Coins can't beat the coppers in breath test
JPR Williams, one of the legendary figures of Welsh rugby, sucked pennies after being stopped for drink-driving in the misguided belief that it would help him to cheat a breath test, a court heard yesterday.
Williams, who was capped 55 times for Wales during the 1970s, five times as captain, was stopped on his way back from a rugby dinner in Richmond, West London, on January 30. He had been driven back to Cardiff but decided to use his own car for the final eight miles of the journey to his home.
He was sitting in the back of a police car when the officer who had stopped him noticed that he was sucking coins.
Hannah Norton, prosecuting, told Cardiff Magistrates' Court: "While in the police car, Mr Williams had to be instructed twice to remove items from his mouth, those being three one penny coins.
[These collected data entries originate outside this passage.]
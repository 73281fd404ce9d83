//! Prerequisite ordering rules.
//!
//! Pure decision functions consulted by interaction code before it
//! mutates the model. The rule is the one curriculum maps live by: a
//! prerequisite must be taught in an earlier semester than the course
//! that requires it. The model itself never enforces this; it records
//! what it is told, and callers ask here first.

use malla_core::{
    key::{LaneKey, NodeKey},
    semantic::Semester,
};

use crate::model::GraphModel;

/// Returns whether a prerequisite link from `source` to `target` respects
/// semester ordering.
///
/// A link is allowed only when the source course sits in a strictly
/// lower-ranked lane than the target course. Unknown courses are simply
/// not allowed; callers treat the answer as a plain yes or no.
pub fn link_allowed(model: &GraphModel, source: NodeKey, target: NodeKey) -> bool {
    let Some(source_rank) = course_rank(model, source) else {
        return false;
    };
    let Some(target_rank) = course_rank(model, target) else {
        return false;
    };
    source_rank < target_rank
}

/// Returns whether `node` may be placed in `lane` given its current links.
///
/// The lane's rank must be strictly above every predecessor's lane rank
/// and strictly below every successor's lane rank. A node with no
/// predecessors fits any lane from the first onward; a node with no
/// successors has no upper bound. `None` stands for a drop outside every
/// lane and is always allowed here so the gesture layer can cancel it
/// instead of flagging it.
pub fn membership_allowed(model: &GraphModel, lane: Option<LaneKey>, node: NodeKey) -> bool {
    let Some(lane) = lane else {
        return true;
    };
    let Some(rank) = lane_rank(model, lane) else {
        return false;
    };
    if model.course(node).is_none() {
        return false;
    }

    let max_pred_rank = model
        .predecessors_of(node)
        .filter_map(|course| lane_rank(model, course.lane()))
        .max()
        .unwrap_or(0);
    if max_pred_rank >= rank {
        return false;
    }

    let min_succ_rank = model
        .successors_of(node)
        .filter_map(|course| lane_rank(model, course.lane()))
        .min();
    if let Some(min_succ_rank) = min_succ_rank {
        if rank >= min_succ_rank {
            return false;
        }
    }

    true
}

/// Scans every link for an ordering violation.
///
/// Returns the endpoints of the first link whose source does not precede
/// its target. The deserializer uses this to fail fast on inconsistent
/// documents; the interactive paths keep the invariant by construction.
pub fn find_ordering_violation(model: &GraphModel) -> Option<(NodeKey, NodeKey)> {
    model
        .links()
        .find(|(_, link)| !link_allowed(model, link.from(), link.to()))
        .map(|(_, link)| (link.from(), link.to()))
}

fn course_rank(model: &GraphModel, key: NodeKey) -> Option<u32> {
    let course = model.course(key)?;
    lane_rank(model, course.lane())
}

fn lane_rank(model: &GraphModel, lane: LaneKey) -> Option<u32> {
    model.semester(lane).map(Semester::rank)
}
There is a myth that the copper in coins can interfere with the breathalyser."
The court heard that Williams (61) an orthopaedic surgeon, had failed one test earlier that day. He was stopped again after a car similar to his red Audi was reported stolen. A blood sample after the second test showed 142 milligrams of alcohol in 100 millilitres of blood. The legal limit is 80 milligrams.
Nigel Daniel, representing Williams, said: "Dr Williams was under the foolish apprehension that after a four-hour journey he would be fit to drive. It was a costly mistake.
Williams, who was appointed MBE for services to sport, was fined £380 with £100 costs and banned from driving for 17 months.